Unfortunately, in today’s collapsing housing market, hundreds of thousands of homeowners are realizing this fact. This is most often the result of buying a home with no down payment or tapping into the equity of your home with some form of 100% financing. The worst case scenarios for homeowners are those situations where there is an impending ARM adjustment in one to three years where the homeowner had planned to refinance or sell before mortgage rates adjust higher.
So what’s a homeowner to do? The good news is that there are a number of things that can be done. The first part is related to refinancing and the second part is related to improving your home.
If you originally got a high-interest mortgage because of bad credit, Start repairing your credit today! Typically, the sad truth is: the better your credit score, the lower your interest rate! Push yourself to pay off your debts and make sure you make ALL your payments on time. Even paying your cable bill late can often hurt your credit! Lower your debt to income ratio is one of the quickest ways to improve your credit score.
If your current mortgage is a reported income or subprime mortgage because the income is difficult to document, you will need to speak to your accountant or tax professional. Remember that you pay a higher interest rate for up to 40 years. Work with your accountant and mortgage professional to analyze the situation. Your goal is to have enough documented income to qualify for a conforming mortgage, which carries a lower interest rate throughout the life of the loan.
Once you’ve increased your documented income, look for a lender who can give you the best deal. With our diverse lender network We do all the hard work of searching to find up to 4 lenders that can give you a great deal.

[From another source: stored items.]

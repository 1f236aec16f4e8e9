//! 32-bit RGBA color argument (`r`)

use std::fmt;

#[cfg(feature = "serde")]
use serde::{Deserialize, Serialize};

use crate::{Error, Result};

/// An RGBA color, one byte per channel
#[derive(Debug, Clone, Copy, PartialEq, Eq, Hash, Default)]
#[cfg_attr(feature = "serde", derive(Serialize, Deserialize))]
pub struct OscColor {
    pub r: u8,
    pub g: u8,
    pub b: u8,
    pub a: u8,
}

impl OscColor {
    pub const fn new(r: u8, g: u8, b: u8, a: u8) -> Self {
        Self { r, g, b, a }
    }

    /// Unpack from the wire layout `R<<24 | G<<16 | B<<8 | A`
    #[inline]
    pub const fn from_rgba(value: u32) -> Self {
        Self {
            r: (value >> 24) as u8,
            g: (value >> 16) as u8,
            b: (value >> 8) as u8,
            a: value as u8,
        }
    }

    /// Pack into the wire layout
    #[inline]
    pub const fn to_rgba(self) -> u32 {
        (self.r as u32) << 24 | (self.g as u32) << 16 | (self.b as u32) << 8 | self.a as u32
    }

    /// Parse `r, g, b, a`
    pub fn parse(s: &str) -> Result<Self> {
        let pieces: Vec<&str> = s.split(',').collect();
        if pieces.len() != 4 {
            return Err(Error::ErrorParsingColor(format!("invalid color '{}'", s)));
        }
        Self::from_channels(&pieces)
    }

    pub fn try_parse(s: &str) -> Option<Self> {
        Self::parse(s).ok()
    }

    pub(crate) fn from_channels(pieces: &[&str]) -> Result<Self> {
        let channel = |name: &str, text: &str| -> Result<u8> {
            text.trim().parse::<u8>().map_err(|_| {
                Error::ErrorParsingColor(format!(
                    "the {} channel has a value of '{}', channel values must be in the range 0 to 255",
                    name,
                    text.trim()
                ))
            })
        };

        Ok(Self {
            r: channel("red", pieces[0])?,
            g: channel("green", pieces[1])?,
            b: channel("blue", pieces[2])?,
            a: channel("alpha", pieces[3])?,
        })
    }
}

impl fmt::Display for OscColor {
    fn fmt(&self, f: &mut fmt::Formatter<'_>) -> fmt::Result {
        write!(f, "{}, {}, {}, {}", self.r, self.g, self.b, self.a)
    }
}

House related improvements
Get an accurate estimate even if you need to have a new one made. Pay close attention to negative adjustments between your home and comparable homes. It gives you a basic starting point for what changes you should make to improve the value of your home. While many people are reluctant to put extra money into their home, new windows, a new kitchen, or even a new roof can add significant value to your home and provide a significant return on your investment. Don’t hesitate to pick up the phone and ask your reviewer what you think you should improve.
Putting a few thousand dollars into your home can often add so much value to your home that your Loan to Value Ratio (your mortgage amount over the value of your home) is within the acceptable range for most lenders (typically 90% or less, especially in the current mortgage market). While you might have a few thousand dollars out of your pocket up front, if you can save $50, $100, or more off your monthly payment, you can recoup that return in no time.
Most of the work should be done by you, the homeowner, if possible. Being able to do the job yourself or knowing a friend or family member who can do the job for you at minimal cost can mean huge savings on your investment and greatly increase your return on your home improvement jobs. If you use contractors, only use them for critical building codes like electrical, structural, and some plumbing, otherwise you could make your situation worse by overpaying for those improvements.
Check with a real estate agent, which is what buyers in your neighborhood are looking for, but make sure you don’t overdo it. It’s extremely difficult to get a $10,000 return on granite countertops in many places, so make sure you don’t overspend if it won’t help you in the long run.
You should carefully weigh the savings you can achieve from refinancing against the potential costs or penalties. Any homeowner can refinance their mortgage; The key is to weigh your options to determine if refinancing is the best option for your situation.